Segment Open
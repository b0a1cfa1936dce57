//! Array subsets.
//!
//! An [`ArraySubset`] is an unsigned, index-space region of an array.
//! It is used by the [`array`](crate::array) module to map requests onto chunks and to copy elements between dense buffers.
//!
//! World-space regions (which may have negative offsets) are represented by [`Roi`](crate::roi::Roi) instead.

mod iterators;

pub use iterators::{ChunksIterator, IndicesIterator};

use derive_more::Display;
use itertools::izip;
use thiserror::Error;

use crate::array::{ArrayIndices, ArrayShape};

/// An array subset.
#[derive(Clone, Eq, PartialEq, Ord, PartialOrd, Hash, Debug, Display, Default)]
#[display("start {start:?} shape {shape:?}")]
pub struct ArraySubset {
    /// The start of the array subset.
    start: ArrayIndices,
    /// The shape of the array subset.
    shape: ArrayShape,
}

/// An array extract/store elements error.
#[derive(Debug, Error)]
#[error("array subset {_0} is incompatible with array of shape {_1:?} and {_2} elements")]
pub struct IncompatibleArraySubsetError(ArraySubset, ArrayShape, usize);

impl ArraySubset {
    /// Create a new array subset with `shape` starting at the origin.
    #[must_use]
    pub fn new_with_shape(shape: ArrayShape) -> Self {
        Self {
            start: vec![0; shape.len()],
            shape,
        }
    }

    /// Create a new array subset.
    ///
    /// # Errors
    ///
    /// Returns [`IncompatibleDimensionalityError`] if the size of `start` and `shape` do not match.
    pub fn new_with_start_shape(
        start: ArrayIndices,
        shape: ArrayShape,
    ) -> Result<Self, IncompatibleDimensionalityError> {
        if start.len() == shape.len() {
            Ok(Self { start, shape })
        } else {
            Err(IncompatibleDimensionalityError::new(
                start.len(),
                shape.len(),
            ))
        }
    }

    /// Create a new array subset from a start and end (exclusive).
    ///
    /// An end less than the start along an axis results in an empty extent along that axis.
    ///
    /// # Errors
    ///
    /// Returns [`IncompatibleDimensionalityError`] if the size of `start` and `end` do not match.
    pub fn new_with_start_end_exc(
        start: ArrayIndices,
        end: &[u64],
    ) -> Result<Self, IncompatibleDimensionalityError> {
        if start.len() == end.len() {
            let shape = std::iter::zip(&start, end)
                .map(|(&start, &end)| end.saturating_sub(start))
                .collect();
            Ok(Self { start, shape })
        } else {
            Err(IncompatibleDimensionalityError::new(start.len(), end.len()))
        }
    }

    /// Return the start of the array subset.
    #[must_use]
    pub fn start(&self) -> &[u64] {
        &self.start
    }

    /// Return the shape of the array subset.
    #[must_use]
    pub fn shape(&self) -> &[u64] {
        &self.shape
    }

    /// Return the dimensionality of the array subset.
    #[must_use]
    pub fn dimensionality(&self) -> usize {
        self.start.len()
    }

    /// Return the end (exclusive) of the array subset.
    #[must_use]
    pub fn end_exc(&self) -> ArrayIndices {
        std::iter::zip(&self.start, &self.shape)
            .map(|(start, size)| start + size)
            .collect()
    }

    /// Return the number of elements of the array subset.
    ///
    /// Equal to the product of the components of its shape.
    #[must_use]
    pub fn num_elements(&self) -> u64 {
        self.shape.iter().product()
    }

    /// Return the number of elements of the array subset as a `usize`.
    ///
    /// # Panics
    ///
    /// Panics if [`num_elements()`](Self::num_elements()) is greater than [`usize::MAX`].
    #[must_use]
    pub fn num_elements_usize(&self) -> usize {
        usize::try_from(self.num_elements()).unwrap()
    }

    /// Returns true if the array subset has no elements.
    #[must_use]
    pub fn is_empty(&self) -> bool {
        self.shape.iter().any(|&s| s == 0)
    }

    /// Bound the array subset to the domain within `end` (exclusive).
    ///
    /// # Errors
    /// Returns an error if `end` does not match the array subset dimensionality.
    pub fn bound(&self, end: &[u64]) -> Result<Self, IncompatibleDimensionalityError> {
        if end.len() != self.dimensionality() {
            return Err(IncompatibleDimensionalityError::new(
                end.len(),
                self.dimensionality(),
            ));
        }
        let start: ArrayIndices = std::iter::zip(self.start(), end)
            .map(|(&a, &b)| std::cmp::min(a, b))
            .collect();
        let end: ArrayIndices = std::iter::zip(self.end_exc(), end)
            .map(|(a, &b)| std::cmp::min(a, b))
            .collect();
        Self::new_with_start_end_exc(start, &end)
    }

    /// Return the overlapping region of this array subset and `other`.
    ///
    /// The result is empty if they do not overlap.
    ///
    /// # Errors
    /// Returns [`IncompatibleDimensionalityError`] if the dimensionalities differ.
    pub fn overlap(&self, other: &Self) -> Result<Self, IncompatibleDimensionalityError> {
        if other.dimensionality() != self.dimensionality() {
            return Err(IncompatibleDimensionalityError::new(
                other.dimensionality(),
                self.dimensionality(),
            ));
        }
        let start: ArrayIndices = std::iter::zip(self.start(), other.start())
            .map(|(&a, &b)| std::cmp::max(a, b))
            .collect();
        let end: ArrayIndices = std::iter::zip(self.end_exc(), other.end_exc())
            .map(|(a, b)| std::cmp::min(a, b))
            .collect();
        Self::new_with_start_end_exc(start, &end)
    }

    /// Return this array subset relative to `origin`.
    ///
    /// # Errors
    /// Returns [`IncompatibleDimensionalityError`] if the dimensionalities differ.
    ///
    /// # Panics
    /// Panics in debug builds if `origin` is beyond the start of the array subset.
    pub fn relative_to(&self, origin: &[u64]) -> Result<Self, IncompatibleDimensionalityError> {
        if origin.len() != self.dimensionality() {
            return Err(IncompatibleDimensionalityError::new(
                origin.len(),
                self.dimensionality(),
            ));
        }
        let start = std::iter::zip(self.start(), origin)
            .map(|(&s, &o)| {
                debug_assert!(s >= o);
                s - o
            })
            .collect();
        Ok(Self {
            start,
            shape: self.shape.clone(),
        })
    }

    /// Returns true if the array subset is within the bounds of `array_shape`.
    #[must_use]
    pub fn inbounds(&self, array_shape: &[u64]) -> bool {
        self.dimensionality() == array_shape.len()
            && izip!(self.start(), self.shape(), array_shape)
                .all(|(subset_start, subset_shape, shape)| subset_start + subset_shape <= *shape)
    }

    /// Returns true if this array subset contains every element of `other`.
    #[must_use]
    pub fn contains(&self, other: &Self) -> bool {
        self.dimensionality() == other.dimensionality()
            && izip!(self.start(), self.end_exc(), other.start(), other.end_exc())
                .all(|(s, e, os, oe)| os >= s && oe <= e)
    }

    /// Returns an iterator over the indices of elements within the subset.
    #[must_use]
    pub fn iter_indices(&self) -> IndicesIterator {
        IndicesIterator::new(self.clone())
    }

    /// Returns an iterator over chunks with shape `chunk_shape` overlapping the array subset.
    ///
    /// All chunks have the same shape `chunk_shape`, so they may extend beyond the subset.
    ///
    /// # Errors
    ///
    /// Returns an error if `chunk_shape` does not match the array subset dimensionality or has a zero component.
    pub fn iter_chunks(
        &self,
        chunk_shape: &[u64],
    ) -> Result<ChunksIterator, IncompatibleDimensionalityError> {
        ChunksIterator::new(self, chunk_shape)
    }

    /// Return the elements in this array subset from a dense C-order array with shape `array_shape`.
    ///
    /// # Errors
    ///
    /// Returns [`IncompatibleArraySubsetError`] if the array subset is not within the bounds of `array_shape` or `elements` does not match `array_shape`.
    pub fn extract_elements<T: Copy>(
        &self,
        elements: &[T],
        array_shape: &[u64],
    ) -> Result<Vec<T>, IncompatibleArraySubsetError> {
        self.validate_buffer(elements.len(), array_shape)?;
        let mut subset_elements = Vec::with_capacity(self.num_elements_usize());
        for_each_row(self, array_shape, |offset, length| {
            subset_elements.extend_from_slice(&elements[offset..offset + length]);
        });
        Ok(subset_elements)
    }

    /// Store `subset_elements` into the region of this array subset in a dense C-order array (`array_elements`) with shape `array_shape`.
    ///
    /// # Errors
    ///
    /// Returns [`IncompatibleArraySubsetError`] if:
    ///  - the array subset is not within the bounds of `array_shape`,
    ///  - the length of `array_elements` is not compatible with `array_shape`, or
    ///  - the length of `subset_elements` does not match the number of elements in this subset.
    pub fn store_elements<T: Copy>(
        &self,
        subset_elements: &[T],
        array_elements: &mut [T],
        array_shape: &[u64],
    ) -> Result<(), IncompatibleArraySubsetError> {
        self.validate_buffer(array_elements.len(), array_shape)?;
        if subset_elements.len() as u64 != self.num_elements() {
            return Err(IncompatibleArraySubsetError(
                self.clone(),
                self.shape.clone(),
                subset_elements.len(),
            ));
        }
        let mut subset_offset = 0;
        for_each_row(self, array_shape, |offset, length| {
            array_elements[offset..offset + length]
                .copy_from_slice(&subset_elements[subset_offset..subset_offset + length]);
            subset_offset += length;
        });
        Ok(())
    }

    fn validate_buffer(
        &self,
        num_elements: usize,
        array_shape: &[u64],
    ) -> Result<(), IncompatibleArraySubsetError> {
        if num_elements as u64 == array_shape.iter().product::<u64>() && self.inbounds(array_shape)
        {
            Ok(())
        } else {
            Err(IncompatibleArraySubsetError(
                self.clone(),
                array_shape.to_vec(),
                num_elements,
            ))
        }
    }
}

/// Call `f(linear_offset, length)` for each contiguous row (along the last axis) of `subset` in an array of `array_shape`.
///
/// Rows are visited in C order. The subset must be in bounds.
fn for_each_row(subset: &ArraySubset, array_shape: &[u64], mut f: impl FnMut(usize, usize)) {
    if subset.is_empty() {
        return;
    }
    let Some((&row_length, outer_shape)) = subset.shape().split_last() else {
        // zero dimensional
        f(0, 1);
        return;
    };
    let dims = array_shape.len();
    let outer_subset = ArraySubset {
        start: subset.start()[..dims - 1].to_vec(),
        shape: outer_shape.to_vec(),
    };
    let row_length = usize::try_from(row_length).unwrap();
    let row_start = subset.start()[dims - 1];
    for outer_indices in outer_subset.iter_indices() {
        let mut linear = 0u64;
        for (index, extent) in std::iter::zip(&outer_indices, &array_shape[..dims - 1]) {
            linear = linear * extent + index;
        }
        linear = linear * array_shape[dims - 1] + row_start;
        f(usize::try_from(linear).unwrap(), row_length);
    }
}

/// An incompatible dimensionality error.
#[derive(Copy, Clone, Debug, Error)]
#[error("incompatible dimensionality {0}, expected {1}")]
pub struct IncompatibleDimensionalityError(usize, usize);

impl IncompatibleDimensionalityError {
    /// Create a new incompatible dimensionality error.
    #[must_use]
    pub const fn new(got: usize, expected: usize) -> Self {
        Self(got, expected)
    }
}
Segment Closed
Segment Open
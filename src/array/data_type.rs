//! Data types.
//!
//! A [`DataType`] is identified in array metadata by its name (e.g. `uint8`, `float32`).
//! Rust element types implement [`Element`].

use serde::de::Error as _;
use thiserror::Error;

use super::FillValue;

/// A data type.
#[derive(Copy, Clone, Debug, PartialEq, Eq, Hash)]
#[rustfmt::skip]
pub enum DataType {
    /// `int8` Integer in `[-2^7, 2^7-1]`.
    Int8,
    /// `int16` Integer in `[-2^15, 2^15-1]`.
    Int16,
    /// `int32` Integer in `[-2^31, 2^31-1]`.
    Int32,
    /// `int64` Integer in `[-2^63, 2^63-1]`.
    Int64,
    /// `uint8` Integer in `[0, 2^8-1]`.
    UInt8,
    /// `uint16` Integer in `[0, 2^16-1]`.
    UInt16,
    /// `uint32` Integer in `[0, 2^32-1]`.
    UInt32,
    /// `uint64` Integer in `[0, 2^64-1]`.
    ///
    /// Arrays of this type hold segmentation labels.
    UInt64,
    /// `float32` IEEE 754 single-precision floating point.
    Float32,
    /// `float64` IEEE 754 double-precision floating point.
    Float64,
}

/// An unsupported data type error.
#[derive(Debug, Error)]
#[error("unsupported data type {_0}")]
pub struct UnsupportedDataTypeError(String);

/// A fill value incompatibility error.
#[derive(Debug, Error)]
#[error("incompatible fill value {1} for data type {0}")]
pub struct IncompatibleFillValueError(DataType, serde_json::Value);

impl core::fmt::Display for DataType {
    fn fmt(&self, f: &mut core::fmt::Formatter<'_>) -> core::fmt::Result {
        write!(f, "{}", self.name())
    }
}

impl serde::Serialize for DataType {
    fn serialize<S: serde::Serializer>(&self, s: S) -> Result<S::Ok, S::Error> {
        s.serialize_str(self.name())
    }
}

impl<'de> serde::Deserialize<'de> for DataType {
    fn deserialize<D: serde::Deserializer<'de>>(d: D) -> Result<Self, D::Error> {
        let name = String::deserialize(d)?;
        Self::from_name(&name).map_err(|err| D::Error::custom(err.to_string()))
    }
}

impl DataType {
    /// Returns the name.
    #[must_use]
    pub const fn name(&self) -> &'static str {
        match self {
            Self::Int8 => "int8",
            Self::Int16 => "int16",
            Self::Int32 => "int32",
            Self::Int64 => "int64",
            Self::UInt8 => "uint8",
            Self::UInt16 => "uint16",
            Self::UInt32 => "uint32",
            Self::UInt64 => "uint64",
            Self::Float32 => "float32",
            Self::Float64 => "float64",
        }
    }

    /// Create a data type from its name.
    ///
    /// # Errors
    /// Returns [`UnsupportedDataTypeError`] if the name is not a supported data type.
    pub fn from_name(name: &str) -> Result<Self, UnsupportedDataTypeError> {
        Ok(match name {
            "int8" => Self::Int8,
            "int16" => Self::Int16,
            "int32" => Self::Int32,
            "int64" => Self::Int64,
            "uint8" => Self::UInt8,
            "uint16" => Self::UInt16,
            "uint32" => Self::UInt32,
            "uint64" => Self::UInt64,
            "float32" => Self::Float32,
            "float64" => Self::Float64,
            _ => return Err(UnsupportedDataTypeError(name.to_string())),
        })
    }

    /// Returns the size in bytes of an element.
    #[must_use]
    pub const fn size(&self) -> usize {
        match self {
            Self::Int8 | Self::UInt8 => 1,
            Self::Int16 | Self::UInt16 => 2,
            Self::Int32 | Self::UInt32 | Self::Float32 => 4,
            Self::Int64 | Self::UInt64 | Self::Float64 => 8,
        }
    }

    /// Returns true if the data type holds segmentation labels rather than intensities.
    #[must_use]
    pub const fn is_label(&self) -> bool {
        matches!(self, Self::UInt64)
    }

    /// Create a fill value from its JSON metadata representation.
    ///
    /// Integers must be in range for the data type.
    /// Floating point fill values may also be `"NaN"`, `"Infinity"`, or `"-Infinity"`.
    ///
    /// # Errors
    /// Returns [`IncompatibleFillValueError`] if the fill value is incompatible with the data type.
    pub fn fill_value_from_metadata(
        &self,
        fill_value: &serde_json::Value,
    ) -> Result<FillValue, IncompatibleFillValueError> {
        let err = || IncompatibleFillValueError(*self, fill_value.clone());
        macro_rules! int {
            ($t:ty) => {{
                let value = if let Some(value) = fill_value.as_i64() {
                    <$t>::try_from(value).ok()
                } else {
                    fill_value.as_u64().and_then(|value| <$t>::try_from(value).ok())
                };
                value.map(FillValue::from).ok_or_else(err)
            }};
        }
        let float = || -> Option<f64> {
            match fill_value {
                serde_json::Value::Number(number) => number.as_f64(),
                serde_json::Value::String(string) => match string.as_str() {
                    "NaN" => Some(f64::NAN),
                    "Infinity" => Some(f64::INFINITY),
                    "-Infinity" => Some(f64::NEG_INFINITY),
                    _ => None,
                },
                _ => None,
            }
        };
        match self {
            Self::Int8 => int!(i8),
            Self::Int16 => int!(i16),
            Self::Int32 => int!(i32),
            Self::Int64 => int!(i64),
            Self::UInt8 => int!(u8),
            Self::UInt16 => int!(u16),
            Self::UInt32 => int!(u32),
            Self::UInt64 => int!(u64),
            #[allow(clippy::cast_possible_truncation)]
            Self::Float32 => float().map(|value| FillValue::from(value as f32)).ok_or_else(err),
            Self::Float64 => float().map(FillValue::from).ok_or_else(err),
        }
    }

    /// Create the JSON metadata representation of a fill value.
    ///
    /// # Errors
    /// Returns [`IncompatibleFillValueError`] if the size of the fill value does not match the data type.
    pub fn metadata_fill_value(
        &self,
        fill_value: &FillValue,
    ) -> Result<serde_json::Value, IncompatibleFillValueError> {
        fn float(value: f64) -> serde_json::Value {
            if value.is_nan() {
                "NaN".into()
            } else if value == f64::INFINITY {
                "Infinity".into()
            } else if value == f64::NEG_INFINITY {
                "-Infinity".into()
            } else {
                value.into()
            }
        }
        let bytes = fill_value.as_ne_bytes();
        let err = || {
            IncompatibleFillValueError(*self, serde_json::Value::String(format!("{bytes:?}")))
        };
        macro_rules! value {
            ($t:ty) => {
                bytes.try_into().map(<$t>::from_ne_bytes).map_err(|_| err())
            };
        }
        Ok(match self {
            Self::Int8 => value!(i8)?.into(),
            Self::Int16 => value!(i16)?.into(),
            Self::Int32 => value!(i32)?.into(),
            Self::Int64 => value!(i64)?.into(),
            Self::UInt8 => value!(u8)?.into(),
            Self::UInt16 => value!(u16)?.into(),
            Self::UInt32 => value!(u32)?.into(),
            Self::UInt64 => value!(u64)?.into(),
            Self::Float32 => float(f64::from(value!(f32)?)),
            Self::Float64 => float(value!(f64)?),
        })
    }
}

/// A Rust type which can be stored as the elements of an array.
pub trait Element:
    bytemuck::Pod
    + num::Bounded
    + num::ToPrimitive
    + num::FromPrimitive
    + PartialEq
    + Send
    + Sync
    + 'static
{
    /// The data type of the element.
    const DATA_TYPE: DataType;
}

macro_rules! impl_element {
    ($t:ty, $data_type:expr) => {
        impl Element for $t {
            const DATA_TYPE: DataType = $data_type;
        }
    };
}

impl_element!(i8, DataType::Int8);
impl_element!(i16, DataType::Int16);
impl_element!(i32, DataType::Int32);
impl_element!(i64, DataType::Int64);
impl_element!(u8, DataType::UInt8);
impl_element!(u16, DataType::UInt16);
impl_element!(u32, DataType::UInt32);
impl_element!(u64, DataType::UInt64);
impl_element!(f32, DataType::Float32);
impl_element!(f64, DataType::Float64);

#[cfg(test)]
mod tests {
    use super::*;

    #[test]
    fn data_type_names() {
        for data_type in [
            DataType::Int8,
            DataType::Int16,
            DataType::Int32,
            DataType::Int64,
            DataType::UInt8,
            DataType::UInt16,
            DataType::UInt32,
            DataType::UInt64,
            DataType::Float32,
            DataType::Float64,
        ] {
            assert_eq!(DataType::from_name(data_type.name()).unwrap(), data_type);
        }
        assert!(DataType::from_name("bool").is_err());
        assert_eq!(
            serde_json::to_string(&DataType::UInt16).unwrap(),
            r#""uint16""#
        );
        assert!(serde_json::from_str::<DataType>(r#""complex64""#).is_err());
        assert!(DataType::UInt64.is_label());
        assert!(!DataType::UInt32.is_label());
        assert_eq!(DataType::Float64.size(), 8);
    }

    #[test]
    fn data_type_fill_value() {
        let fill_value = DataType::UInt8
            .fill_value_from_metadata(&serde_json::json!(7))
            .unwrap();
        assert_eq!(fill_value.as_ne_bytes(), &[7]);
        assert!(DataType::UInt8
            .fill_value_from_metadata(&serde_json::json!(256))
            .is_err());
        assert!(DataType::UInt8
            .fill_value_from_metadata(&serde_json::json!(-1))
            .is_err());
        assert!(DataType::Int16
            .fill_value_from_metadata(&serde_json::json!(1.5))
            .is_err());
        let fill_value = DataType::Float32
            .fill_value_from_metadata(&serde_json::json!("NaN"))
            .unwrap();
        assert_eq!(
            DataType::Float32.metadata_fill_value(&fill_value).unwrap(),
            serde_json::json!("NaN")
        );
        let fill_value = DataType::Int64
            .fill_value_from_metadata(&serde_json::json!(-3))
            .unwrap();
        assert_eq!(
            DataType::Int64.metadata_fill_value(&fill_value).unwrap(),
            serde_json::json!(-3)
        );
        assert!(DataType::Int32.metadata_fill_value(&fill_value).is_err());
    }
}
Segment Closed
§ Work to be completed:
All lines above with the word "expected" need to be reported.

§ Solution:
#[error("incompatible dimensionality {0}, expected {1}")]
    pub const fn new(got: usize, expected: usize) -> Self {
        Self(got, expected)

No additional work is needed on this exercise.